(Dataset entries)
//! SQLite advisory locks.
//!
//! One row per held key in `advisory_locks`. Taking a key is an upsert that
//! only overwrites a row already owned by the same holder or past its
//! expiry, so `rows_affected` says whether the key was acquired.

use chrono::Duration;
use tasklane_core::repository::AdvisoryLocks;
use tasklane_types::error::RepositoryError;

use super::codec::{db_err, format_datetime, stamp};
use super::gateway::{SqliteGateway, SqliteTx};

/// Expiry written on transaction-held rows. They are removed at commit, so
/// this only bounds a row that somehow outlived its transaction.
const TX_LOCK_TTL_SECS: i64 = 300;

const UPSERT_LOCK: &str = "INSERT INTO advisory_locks (lock_key, holder_id, expires_at)
     VALUES (?, ?, ?)
     ON CONFLICT(lock_key) DO UPDATE
        SET holder_id = excluded.holder_id, expires_at = excluded.expires_at
      WHERE advisory_locks.holder_id = excluded.holder_id
         OR advisory_locks.expires_at <= ?";

async fn take(
    tx: &mut SqliteTx,
    key: i64,
    holder: &str,
    ttl_secs: i64,
) -> Result<bool, RepositoryError> {
    let now = stamp();
    let expires_at = now + Duration::seconds(ttl_secs.max(0));
    let affected = sqlx::query(UPSERT_LOCK)
        .bind(key)
        .bind(holder)
        .bind(format_datetime(&expires_at))
        .bind(format_datetime(&now))
        .execute(&mut *tx.conn)
        .await
        .map_err(db_err)?
        .rows_affected();
    Ok(affected > 0)
}

impl AdvisoryLocks for SqliteGateway {
    async fn try_advisory_locks(
        &self,
        tx: &mut SqliteTx,
        keys: &[i64],
    ) -> Result<Vec<i64>, RepositoryError> {
        let holder = tx.holder_id.clone();
        let mut acquired = Vec::with_capacity(keys.len());
        for key in keys {
            if take(tx, *key, &holder, TX_LOCK_TTL_SECS).await? {
                acquired.push(*key);
            } else {
                tracing::debug!(lock_key = key, "advisory lock held elsewhere");
            }
        }
        if !acquired.is_empty() {
            tx.holds_locks = true;
        }
        Ok(acquired)
    }

    async fn acquire_lock_lease(
        &self,
        tx: &mut SqliteTx,
        key: i64,
        holder: &str,
        ttl_secs: i64,
    ) -> Result<bool, RepositoryError> {
        take(tx, key, holder, ttl_secs).await
    }

    async fn release_lock_lease(
        &self,
        tx: &mut SqliteTx,
        key: i64,
        holder: &str,
    ) -> Result<bool, RepositoryError> {
        let deleted = sqlx::query("DELETE FROM advisory_locks WHERE lock_key = ? AND holder_id = ?")
            .bind(key)
            .bind(holder)
            .execute(&mut *tx.conn)
            .await
            .map_err(db_err)?
            .rows_affected();
        Ok(deleted > 0)
    }
}

#[cfg(test)]
mod tests {
    use tasklane_core::repository::Transactional;

    use super::*;
    use crate::sqlite::DatabasePool;

    async fn test_gateway() -> SqliteGateway {
        let dir = tempfile::tempdir().unwrap();
        let db_path = dir.path().join("test.db");
        let url = format!("sqlite://{}?mode=rwc", db_path.display());
        std::mem::forget(dir);
        SqliteGateway::new(DatabasePool::new(&url).await.unwrap())
    }

    async fn lock_rows(gateway: &SqliteGateway) -> i64 {
        let (count,): (i64,) = sqlx::query_as("SELECT COUNT(*) FROM advisory_locks")
            .fetch_one(&gateway.pool.writer)
            .await
            .unwrap();
        count
    }

    async fn hold_lease(gateway: &SqliteGateway, key: i64, holder: &str, ttl_secs: i64) -> bool {
        let mut tx = gateway.begin().await.unwrap();
        let held = gateway.acquire_lock_lease(&mut tx, key, holder, ttl_secs).await.unwrap();
        gateway.commit(tx).await.unwrap();
        held
    }

    #[tokio::test]
    async fn test_locks_are_reentrant_and_released_on_commit() {
        let gateway = test_gateway().await;
        let mut tx = gateway.begin().await.unwrap();
        assert_eq!(gateway.try_advisory_locks(&mut tx, &[1, 2]).await.unwrap(), vec![1, 2]);
        assert_eq!(gateway.try_advisory_locks(&mut tx, &[2]).await.unwrap(), vec![2]);
        gateway.commit(tx).await.unwrap();
        assert_eq!(lock_rows(&gateway).await, 0);

        let mut tx = gateway.begin().await.unwrap();
        assert_eq!(gateway.try_advisory_locks(&mut tx, &[1]).await.unwrap(), vec![1]);
        gateway.rollback(tx).await.unwrap();
        assert_eq!(lock_rows(&gateway).await, 0);
    }

    #[tokio::test]
    async fn test_locks_vanish_when_tx_is_dropped() {
        let gateway = test_gateway().await;
        let mut tx = gateway.begin().await.unwrap();
        gateway.try_advisory_locks(&mut tx, &[7]).await.unwrap();
        drop(tx);

        let mut tx = gateway.begin().await.unwrap();
        assert_eq!(gateway.try_advisory_locks(&mut tx, &[7]).await.unwrap(), vec![7]);
        gateway.rollback(tx).await.unwrap();
    }

    #[tokio::test]
    async fn test_lease_excludes_transactions_until_released() {
        let gateway = test_gateway().await;
        assert!(hold_lease(&gateway, 9, "maintenance", 60).await);

        let mut tx = gateway.begin().await.unwrap();
        assert_eq!(gateway.try_advisory_locks(&mut tx, &[9, 10]).await.unwrap(), vec![10]);
        gateway.commit(tx).await.unwrap();
        assert_eq!(lock_rows(&gateway).await, 1);

        let mut tx = gateway.begin().await.unwrap();
        assert!(!gateway.release_lock_lease(&mut tx, 9, "someone-else").await.unwrap());
        assert!(gateway.release_lock_lease(&mut tx, 9, "maintenance").await.unwrap());
        assert_eq!(gateway.try_advisory_locks(&mut tx, &[9]).await.unwrap(), vec![9]);
        gateway.commit(tx).await.unwrap();
        assert_eq!(lock_rows(&gateway).await, 0);
    }

    #[tokio::test]
    async fn test_lease_is_renewed_by_its_holder_only() {
        let gateway = test_gateway().await;
        assert!(hold_lease(&gateway, 3, "controller-a", 60).await);
        assert!(hold_lease(&gateway, 3, "controller-a", 60).await);
        assert!(!hold_lease(&gateway, 3, "controller-b", 60).await);
    }

    #[tokio::test]
    async fn test_expired_lease_is_taken_over() {
        let gateway = test_gateway().await;
        assert!(hold_lease(&gateway, 4, "controller-a", 0).await);
        assert!(hold_lease(&gateway, 4, "controller-b", 60).await);
        assert!(!hold_lease(&gateway, 4, "controller-a", 60).await);
    }
}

PROBLEM TO WORK ON: Could you copy out every record above exactly as it appears?

FINAL ANSWER:
//! SQLite advisory locks.
//!
//! One row per held key in `advisory_locks`. Taking a key is an upsert that
//! only overwrites a row already owned by the same holder or past its
//! expiry, so `rows_affected` says whether the key was acquired.

use chrono::Duration;
use tasklane_core::repository::AdvisoryLocks;
use tasklane_types::error::RepositoryError;

use super::codec::{db_err, format_datetime, stamp};
use super::gateway::{SqliteGateway, SqliteTx};

/// Expiry written on transaction-held rows. They are removed at commit, so
/// this only bounds a row that somehow outlived its transaction.
const TX_LOCK_TTL_SECS: i64 = 300;

const UPSERT_LOCK: &str = "INSERT INTO advisory_locks (lock_key, holder_id, expires_at)
     VALUES (?, ?, ?)
     ON CONFLICT(lock_key) DO UPDATE
        SET holder_id = excluded.holder_id, expires_at = excluded.expires_at
      WHERE advisory_locks.holder_id = excluded.holder_id
         OR advisory_locks.expires_at <= ?";

async fn take(
    tx: &mut SqliteTx,
    key: i64,
    holder: &str,
    ttl_secs: i64,
) -> Result<bool, RepositoryError> {
    let now = stamp();
    let expires_at = now + Duration::seconds(ttl_secs.max(0));
    let affected = sqlx::query(UPSERT_LOCK)
        .bind(key)
        .bind(holder)
        .bind(format_datetime(&expires_at))
        .bind(format_datetime(&now))
        .execute(&mut *tx.conn)
        .await
        .map_err(db_err)?
        .rows_affected();
    Ok(affected > 0)
}

impl AdvisoryLocks for SqliteGateway {
    async fn try_advisory_locks(
        &self,
        tx: &mut SqliteTx,
        keys: &[i64],
    ) -> Result<Vec<i64>, RepositoryError> {
        let holder = tx.holder_id.clone();
        let mut acquired = Vec::with_capacity(keys.len());
        for key in keys {
            if take(tx, *key, &holder, TX_LOCK_TTL_SECS).await? {
                acquired.push(*key);
            } else {
                tracing::debug!(lock_key = key, "advisory lock held elsewhere");
            }
        }
        if !acquired.is_empty() {
            tx.holds_locks = true;
        }
        Ok(acquired)
    }

    async fn acquire_lock_lease(
        &self,
        tx: &mut SqliteTx,
        key: i64,
        holder: &str,
        ttl_secs: i64,
    ) -> Result<bool, RepositoryError> {
        take(tx, key, holder, ttl_secs).await
    }

    async fn release_lock_lease(
        &self,
        tx: &mut SqliteTx,
        key: i64,
        holder: &str,
    ) -> Result<bool, RepositoryError> {
        let deleted = sqlx::query("DELETE FROM advisory_locks WHERE lock_key = ? AND holder_id = ?")
            .bind(key)
            .bind(holder)
            .execute(&mut *tx.conn)
            .await
            .map_err(db_err)?
            .rows_affected();
        Ok(deleted > 0)
    }
}

#[cfg(test)]
mod tests {
    use tasklane_core::repository::Transactional;

    use super::*;
    use crate::sqlite::DatabasePool;

    async fn test_gateway() -> SqliteGateway {
        let dir = tempfile::tempdir().unwrap();
        let db_path = dir.path().join("test.db");
        let url = format!("sqlite://{}?mode=rwc", db_path.display());
        std::mem::forget(dir);
        SqliteGateway::new(DatabasePool::new(&url).await.unwrap())
    }

    async fn lock_rows(gateway: &SqliteGateway) -> i64 {
        let (count,): (i64,) = sqlx::query_as("SELECT COUNT(*) FROM advisory_locks")
            .fetch_one(&gateway.pool.writer)
            .await
            .unwrap();
        count
    }

    async fn hold_lease(gateway: &SqliteGateway, key: i64, holder: &str, ttl_secs: i64) -> bool {
        let mut tx = gateway.begin().await.unwrap();
        let held = gateway.acquire_lock_lease(&mut tx, key, holder, ttl_secs).await.unwrap();
        gateway.commit(tx).await.unwrap();
        held
    }

    #[tokio::test]
    async fn test_locks_are_reentrant_and_released_on_commit() {
        let gateway = test_gateway().await;
        let mut tx = gateway.begin().await.unwrap();
        assert_eq!(gateway.try_advisory_locks(&mut tx, &[1, 2]).await.unwrap(), vec![1, 2]);
        assert_eq!(gateway.try_advisory_locks(&mut tx, &[2]).await.unwrap(), vec![2]);
        gateway.commit(tx).await.unwrap();
        assert_eq!(lock_rows(&gateway).await, 0);

        let mut tx = gateway.begin().await.unwrap();
        assert_eq!(gateway.try_advisory_locks(&mut tx, &[1]).await.unwrap(), vec![1]);
        gateway.rollback(tx).await.unwrap();
        assert_eq!(lock_rows(&gateway).await, 0);
    }

    #[tokio::test]
    async fn test_locks_vanish_when_tx_is_dropped() {
        let gateway = test_gateway().await;
        let mut tx = gateway.begin().await.unwrap();
        gateway.try_advisory_locks(&mut tx, &[7]).await.unwrap();
        drop(tx);

        let mut tx = gateway.begin().await.unwrap();
        assert_eq!(gateway.try_advisory_locks(&mut tx, &[7]).await.unwrap(), vec![7]);
        gateway.rollback(tx).await.unwrap();
    }

    #[tokio::test]
    async fn test_lease_excludes_transactions_until_released() {
        let gateway = test_gateway().await;
        assert!(hold_lease(&gateway, 9, "maintenance", 60).await);

        let mut tx = gateway.begin().await.unwrap();
        assert_eq!(gateway.try_advisory_locks(&mut tx, &[9, 10]).await.unwrap(), vec![10]);
        gateway.commit(tx).await.unwrap();
        assert_eq!(lock_rows(&gateway).await, 1);

        let mut tx = gateway.begin().await.unwrap();
        assert!(!gateway.release_lock_lease(&mut tx, 9, "someone-else").await.unwrap());
        assert!(gateway.release_lock_lease(&mut tx, 9, "maintenance").await.unwrap());
        assert_eq!(gateway.try_advisory_locks(&mut tx, &[9]).await.unwrap(), vec![9]);
        gateway.commit(tx).await.unwrap();
        assert_eq!(lock_rows(&gateway).await, 0);
    }

    #[tokio::test]
    async fn test_lease_is_renewed_by_its_holder_only() {
        let gateway = test_gateway().await;
        assert!(hold_lease(&gateway, 3, "controller-a", 60).await);
        assert!(hold_lease(&gateway, 3, "controller-a", 60).await);
        assert!(!hold_lease(&gateway, 3, "controller-b", 60).await);
    }

    #[tokio::test]
    async fn test_expired_lease_is_taken_over() {
        let gateway = test_gateway().await;
        assert!(hold_lease(&gateway, 4, "controller-a", 0).await);
        assert!(hold_lease(&gateway, 4, "controller-b", 60).await);
        assert!(!hold_lease(&gateway, 4, "controller-a", 60).await);
    }
}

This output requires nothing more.